2) IExplore.exe keeps opening at random intervals. I can kill the process, but it's obviously running on its own.
3) userinit.exe is a different filesize and has a new modified date (119kb and right when the infection happened). I checked it vs the second PC to notice the problem but I'm very hesitant to start messing with system files so I came to you guys to hopefully get some advice.
4) There is a file with the name __c00F3D91.dat which is undeletable and identifies as a winlogon notify issue in hjt. It is also undeletable in safe mode on the administrator account.
5)ntdll64.dll located in doc&settings/user/local settings/temp alog with a .tmp file. Neither could be deleted in safe mode on a separate account.

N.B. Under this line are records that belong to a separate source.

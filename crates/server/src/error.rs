// Copyright (C) 2026 Fred Clausen
// Use of this source code is governed by an MIT-style
// license that can be found in the LICENSE file or at
// https://opensource.org/licenses/MIT.

//! HTTP error mapping.

use axum::{
    Json,
    http::StatusCode,
    response::{IntoResponse, Response},
};
use roombook_api::{ApiError, AuthError};
use serde::Serialize;
use tracing::debug;

/// Error response body.
#[derive(Debug, Clone, Serialize)]
pub struct ErrorResponse {
    /// Always `true`.
    pub error: bool,
    /// Human-readable reason.
    pub message: String,
}

/// HTTP error wrapper that implements `IntoResponse`.
#[derive(Debug)]
pub struct HttpError {
    /// The HTTP status code.
    pub status: StatusCode,
    /// The error message.
    pub message: String,
}

impl HttpError {
    pub fn bad_request(message: impl Into<String>) -> Self {
        Self {
            status: StatusCode::BAD_REQUEST,
            message: message.into(),
        }
    }

    pub fn unauthorized(message: impl Into<String>) -> Self {
        Self {
            status: StatusCode::UNAUTHORIZED,
            message: message.into(),
        }
    }
}

impl IntoResponse for HttpError {
    fn into_response(self) -> Response {
        debug!(status = %self.status, message = %self.message, "Returning error response");
        let body: Json<ErrorResponse> = Json(ErrorResponse {
            error: true,
            message: self.message,
        });
        (self.status, body).into_response()
    }
}

impl From<ApiError> for HttpError {
    fn from(err: ApiError) -> Self {
        let status: StatusCode = match &err {
            ApiError::AuthenticationFailed { .. } => StatusCode::UNAUTHORIZED,
            ApiError::Unauthorized { .. } | ApiError::Forbidden { .. } => StatusCode::FORBIDDEN,
            ApiError::DomainRuleViolation { .. } | ApiError::InvalidInput { .. } => {
                StatusCode::BAD_REQUEST
            }
            ApiError::ResourceNotFound { .. } => StatusCode::NOT_FOUND,
            ApiError::Conflict { .. } => StatusCode::CONFLICT,
            ApiError::Internal { .. } => StatusCode::INTERNAL_SERVER_ERROR,
        };
        Self {
            status,
            message: err.to_string(),
        }
    }
}

impl From<AuthError> for HttpError {
    fn from(err: AuthError) -> Self {
        Self::from(ApiError::from(err))
    }
}
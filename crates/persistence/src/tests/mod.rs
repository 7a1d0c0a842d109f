// Copyright (C) 2026 Fred Clausen
// Use of this source code is governed by an MIT-style
// license that can be found in the LICENSE file or at
// https://opensource.org/licenses/MIT.

#![allow(clippy::expect_used, clippy::unwrap_used)]

mod session_tests;

use roombook::{NewReservation, Requester};
use roombook_domain::Role;
use time::macros::datetime;
use time::{Duration, OffsetDateTime};

use crate::{Persistence, RoomFields};

/// The fixed "current instant" used by booking tests.
pub const NOW: OffsetDateTime = datetime!(2030-05-01 08:00 UTC);

/// A small seeded world: one admin, one clerk, two buildings with one room each.
///
/// The clerk is assigned to Town Hall only. The admin has no assignments.
pub struct World {
    pub persistence: Persistence,
    pub admin_id: i64,
    pub clerk_id: i64,
    pub town_hall_id: i64,
    pub library_id: i64,
    pub council_room_id: i64,
    pub reading_room_id: i64,
}

impl World {
    pub const fn admin(&self) -> Requester {
        Requester::new(self.admin_id, Role::Admin)
    }

    pub const fn clerk(&self) -> Requester {
        Requester::new(self.clerk_id, Role::User)
    }
}

pub fn room_fields(name: &str) -> RoomFields<'_> {
    RoomFields {
        name,
        capacity: Some(12),
        equipment: Some("Projector"),
        color: Some("#3366CC"),
    }
}

pub fn seed_world(mut persistence: Persistence) -> World {
    let admin_id: i64 = persistence
        .create_user("Ada Admin", "ada@city.example", "1111", None, Role::Admin)
        .expect("admin");
    let clerk_id: i64 = persistence
        .create_user("Carl Clerk", "carl@city.example", "2222", None, Role::User)
        .expect("clerk");

    let town_hall_id: i64 = persistence
        .create_building("Town Hall", Some("1 Main St"), None)
        .expect("town hall");
    let library_id: i64 = persistence
        .create_building("Library", None, Some("Public library"))
        .expect("library");

    let council_room_id: i64 = persistence
        .create_room(town_hall_id, &room_fields("Council Room"))
        .expect("council room");
    let reading_room_id: i64 = persistence
        .create_room(library_id, &room_fields("Reading Room"))
        .expect("reading room");

    persistence
        .assign_building(clerk_id, town_hall_id)
        .expect("assignment");

    World {
        persistence,
        admin_id,
        clerk_id,
        town_hall_id,
        library_id,
        council_room_id,
        reading_room_id,
    }
}

pub fn world() -> World {
    seed_world(Persistence::new_in_memory().expect("in-memory database"))
}

/// A booking `hours_from_now` hours after [`NOW`], lasting `length` hours.
pub fn booking(room_id: i64, hours_from_now: i64, length: i64) -> NewReservation {
    let start: OffsetDateTime = NOW + Duration::hours(hours_from_now);
    NewReservation {
        room_id,
        start,
        end: start + Duration::hours(length),
        description: Some(String::from("Planning meeting")),
    }
}
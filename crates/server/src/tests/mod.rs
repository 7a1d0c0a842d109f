// Copyright (C) 2026 Fred Clausen
// Use of this source code is governed by an MIT-style
// license that can be found in the LICENSE file or at
// https://opensource.org/licenses/MIT.

//! Router tests driven through `tower::ServiceExt::oneshot`.

#![allow(clippy::expect_used, clippy::unwrap_used)]


use axum::{
    Router,
    body::Body,
    http::{Request, StatusCode},
};
use roombook_domain::Role;
use roombook_persistence::{Persistence, RoomFields};
use serde_json::{Value, json};
use tower::ServiceExt;

use crate::AppState;
use crate::routes::build_router;

pub const ADMIN_PIN: &str = "1111";
pub const CLERK_PIN: &str = "2222";

/// Seeded ids for router tests.
pub struct TestApp {
    pub router: Router,
    pub town_hall_id: i64,
    pub library_id: i64,
    pub council_room_id: i64,
    pub reading_room_id: i64,
    pub clerk_id: i64,
}

/// Builds a router over an in-memory database.
///
/// The administrator has no building assignment; the clerk is assigned to
/// the town hall only.
pub fn test_app() -> TestApp {
    let mut persistence: Persistence =
        Persistence::new_in_memory().expect("Failed to create in-memory persistence");

    persistence
        .create_user("Ada Admin", "ada@example.org", ADMIN_PIN, None, Role::Admin)
        .unwrap();
    let clerk_id: i64 = persistence
        .create_user("Carl Clerk", "carl@example.org", CLERK_PIN, None, Role::User)
        .unwrap();
    let town_hall_id: i64 = persistence
        .create_building("Town Hall", None, None)
        .unwrap();
    let library_id: i64 = persistence.create_building("Library", None, None).unwrap();
    persistence.assign_building(clerk_id, town_hall_id).unwrap();

    let council_room_id: i64 = persistence
        .create_room(town_hall_id, &room_fields("Council Room"))
        .unwrap();
    let reading_room_id: i64 = persistence
        .create_room(library_id, &room_fields("Reading Room"))
        .unwrap();

    TestApp {
        router: build_router(AppState::new(persistence)),
        town_hall_id,
        library_id,
        council_room_id,
        reading_room_id,
        clerk_id,
    }
}

const fn room_fields(name: &str) -> RoomFields<'_> {
    RoomFields {
        name,
        capacity: Some(10),
        equipment: None,
        color: None,
    }
}

/// Sends one request and returns the status with the parsed JSON body.
pub async fn send(
    router: &Router,
    method: &str,
    uri: &str,
    token: Option<&str>,
    body: Option<Value>,
) -> (StatusCode, Value) {
    let mut builder = Request::builder().method(method).uri(uri);
    if let Some(token) = token {
        builder = builder.header("authorization", format!("Bearer {token}"));
    }
    let request = match body {
        Some(body) => builder
            .header("content-type", "application/json")
            .body(Body::from(body.to_string()))
            .unwrap(),
        None => builder.body(Body::empty()).unwrap(),
    };

    let response = router.clone().oneshot(request).await.unwrap();
    let status = response.status();
    let bytes = axum::body::to_bytes(response.into_body(), usize::MAX)
        .await
        .unwrap();
    let value: Value = if bytes.is_empty() {
        Value::Null
    } else {
        serde_json::from_slice(&bytes).unwrap()
    };
    (status, value)
}

/// Signs in and returns the bearer token.
pub async fn login(router: &Router, pin: &str) -> String {
    let (status, body) = send(
        router,
        "POST",
        "/auth/login",
        None,
        Some(json!({ "pin": pin })),
    )
    .await;
    assert_eq!(status, StatusCode::OK, "login failed: {body}");
    body["sessionToken"].as_str().unwrap().to_string()
}

/// A booking body in the far future so the wall clock never makes it past.
pub fn booking(room_id: i64, start: &str, end: &str) -> Value {
    json!({
        "roomId": room_id,
        "startTime": start,
        "endTime": end,
        "description": "Budget hearing",
    })
}
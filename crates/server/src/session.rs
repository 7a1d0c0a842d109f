// Copyright (C) 2026 Fred Clausen
// Use of this source code is governed by an MIT-style
// license that can be found in the LICENSE file or at
// https://opensource.org/licenses/MIT.

//! Session extraction for the server.
//!
//! This module provides the Axum extractor that validates bearer tokens
//! and enforces authentication at the server boundary.

use axum::{
    extract::FromRequestParts,
    http::{header::AUTHORIZATION, request::Parts},
    response::{IntoResponse, Response},
};
use roombook_api::{AuthenticatedActor, AuthenticationService};
use time::OffsetDateTime;
use tracing::{debug, warn};

use crate::AppState;
use crate::error::HttpError;

/// Extractor for signed-in users.
///
/// # Usage
///
/// ```ignore
/// async fn my_handler(
///     SessionUser { actor, .. }: SessionUser,
/// ) -> Result<Json<Response>, HttpError> {
///     // actor: AuthenticatedActor
///     Ok(Json(Response { ... }))
/// }
/// ```
///
/// # Authentication Flow
///
/// 1. Extract `Authorization: Bearer <token>` header
/// 2. Validate the token via `AuthenticationService::validate_session`
/// 3. Return the `AuthenticatedActor` and the raw token
///
/// # Errors
///
/// Returns HTTP 401 Unauthorized if:
/// - Authorization header is missing
/// - Authorization header format is invalid
/// - Session token is unknown or expired
/// - The session's user no longer exists
pub struct SessionUser {
    pub actor: AuthenticatedActor,
    pub token: String,
}

impl FromRequestParts<AppState> for SessionUser {
    type Rejection = SessionError;

    async fn from_request_parts(
        parts: &mut Parts,
        state: &AppState,
    ) -> Result<Self, Self::Rejection> {
        let auth_header = parts
            .headers
            .get(AUTHORIZATION)
            .ok_or_else(|| {
                debug!("Missing Authorization header");
                SessionError::MissingAuthorizationHeader
            })?
            .to_str()
            .map_err(|_| {
                warn!("Invalid Authorization header encoding");
                SessionError::InvalidAuthorizationHeader
            })?;

        let token = auth_header.strip_prefix("Bearer ").ok_or_else(|| {
            warn!("Authorization header does not start with 'Bearer '");
            SessionError::InvalidAuthorizationHeader
        })?;

        let mut persistence = state.persistence.lock().await;
        let (actor, user) =
            AuthenticationService::validate_session(&mut persistence, token, OffsetDateTime::now_utc())
                .map_err(|e| {
                    warn!(error = %e, "Session validation failed");
                    SessionError::InvalidSession(e.to_string())
                })?;
        drop(persistence);

        debug!(user_id = user.user_id, role = %actor.role, "Session validated");

        Ok(Self {
            actor,
            token: token.to_string(),
        })
    }
}

/// Session extraction errors.
#[derive(Debug)]
pub enum SessionError {
    /// Authorization header is missing.
    MissingAuthorizationHeader,
    /// Authorization header format is invalid.
    InvalidAuthorizationHeader,
    /// Session validation failed.
    InvalidSession(String),
}

impl IntoResponse for SessionError {
    fn into_response(self) -> Response {
        let message: String = match self {
            Self::MissingAuthorizationHeader => String::from("Missing Authorization header"),
            Self::InvalidAuthorizationHeader => String::from(
                "Invalid Authorization header format. Expected: 'Bearer <token>'",
            ),
            Self::InvalidSession(reason) => reason,
        };
        HttpError::unauthorized(message).into_response()
    }
}
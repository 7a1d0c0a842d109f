// Copyright (C) 2026 Fred Clausen
// Use of this source code is governed by an MIT-style
// license that can be found in the LICENSE file or at
// https://opensource.org/licenses/MIT.

use crate::interval::TimeRange;
use crate::types::ReservationState;

/// An existing reservation as seen by the conflict detector.
#[derive(Debug, Clone, Copy, PartialEq, Eq)]
pub struct ReservationSlot {
    /// The reservation's identifier.
    pub reservation_id: i64,
    /// The occupied interval.
    pub range: TimeRange,
    /// The reservation's lifecycle state.
    pub state: ReservationState,
}

impl ReservationSlot {
    #[must_use]
    pub const fn new(reservation_id: i64, range: TimeRange, state: ReservationState) -> Self {
        Self {
            reservation_id,
            range,
            state,
        }
    }
}

/// Finds the first active reservation that overlaps `candidate`.
///
/// Cancelled reservations never conflict. `exclude_reservation_id` skips one
/// reservation so an in-place edit does not collide with its own interval.
///
/// # Arguments
///
/// * `existing` - Reservations already held on the same room
/// * `candidate` - The interval being requested
/// * `exclude_reservation_id` - A reservation to ignore, if any
#[must_use]
pub fn find_conflict<'a>(
    existing: &'a [ReservationSlot],
    candidate: &TimeRange,
    exclude_reservation_id: Option<i64>,
) -> Option<&'a ReservationSlot> {
    existing.iter().find(|slot| {
        slot.state.is_active()
            && Some(slot.reservation_id) != exclude_reservation_id
            && slot.range.overlaps(candidate)
    })
}

/// Returns whether `candidate` collides with any active reservation.
#[must_use]
pub fn has_conflict(
    existing: &[ReservationSlot],
    candidate: &TimeRange,
    exclude_reservation_id: Option<i64>,
) -> bool {
    find_conflict(existing, candidate, exclude_reservation_id).is_some()
}
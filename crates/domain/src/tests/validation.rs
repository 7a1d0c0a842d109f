// Copyright (C) 2026 Fred Clausen
// Use of this source code is governed by an MIT-style
// license that can be found in the LICENSE file or at
// https://opensource.org/licenses/MIT.

use crate::{
    DomainError, validate_building_fields, validate_color, validate_email, validate_room_fields,
    validate_user_fields,
};

#[test]
fn test_validate_user_fields_accepts_valid_user() {
    let result: Result<(), DomainError> = validate_user_fields("Ana Ruiz", "ana@example.org");
    assert!(result.is_ok());
}

#[test]
fn test_validate_user_fields_rejects_blank_name() {
    let result: Result<(), DomainError> = validate_user_fields("   ", "ana@example.org");
    assert!(matches!(result, Err(DomainError::InvalidName(_))));
}

#[test]
fn test_validate_email_rejects_malformed_addresses() {
    for email in ["", "plain", "@example.org", "ana@", "a b@example.org", "a@b@c"] {
        assert!(
            matches!(validate_email(email), Err(DomainError::InvalidEmail(_))),
            "expected {email:?} to be rejected"
        );
    }
}

#[test]
fn test_validate_building_fields_requires_name() {
    assert!(validate_building_fields("Ayuntamiento").is_ok());
    assert!(matches!(
        validate_building_fields(""),
        Err(DomainError::InvalidName(_))
    ));
}

#[test]
fn test_validate_room_fields_accepts_optional_fields_absent() {
    assert!(validate_room_fields("Sala de Plenos", None, None).is_ok());
}

#[test]
fn test_validate_room_fields_rejects_non_positive_capacity() {
    assert_eq!(
        validate_room_fields("Sala", Some(0), None),
        Err(DomainError::InvalidCapacity { capacity: 0 })
    );
}

#[test]
fn test_validate_room_fields_checks_color() {
    assert!(validate_room_fields("Sala", Some(20), Some("#1A2b3C")).is_ok());
    assert!(matches!(
        validate_room_fields("Sala", Some(20), Some("blue")),
        Err(DomainError::InvalidColor(_))
    ));
}

#[test]
fn test_validate_color_requires_hash_and_six_hex_digits() {
    assert!(validate_color("#ffffff").is_ok());
    assert!(validate_color("ffffff").is_err());
    assert!(validate_color("#fffff").is_err());
    assert!(validate_color("#gggggg").is_err());
}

6) Windows firewall says it is being controlled by group settings and refuses to turn on. I had it off when the infection occured and read in one of your many readme/FAQ stickies that I should turn it on.
I'm running windows XP pro sp2 but I'm certain the problem is that I haven't updated in ages so that's a new priority for me (like most in my position, I assume). I'm not sure what to do right now, but I hope somebody here does =) Thanks for reading!
edit: oh and thanks for the great site! very great thing you're doing here.
Edited by omgitswill, 19 February 2009 - 07:03 PM.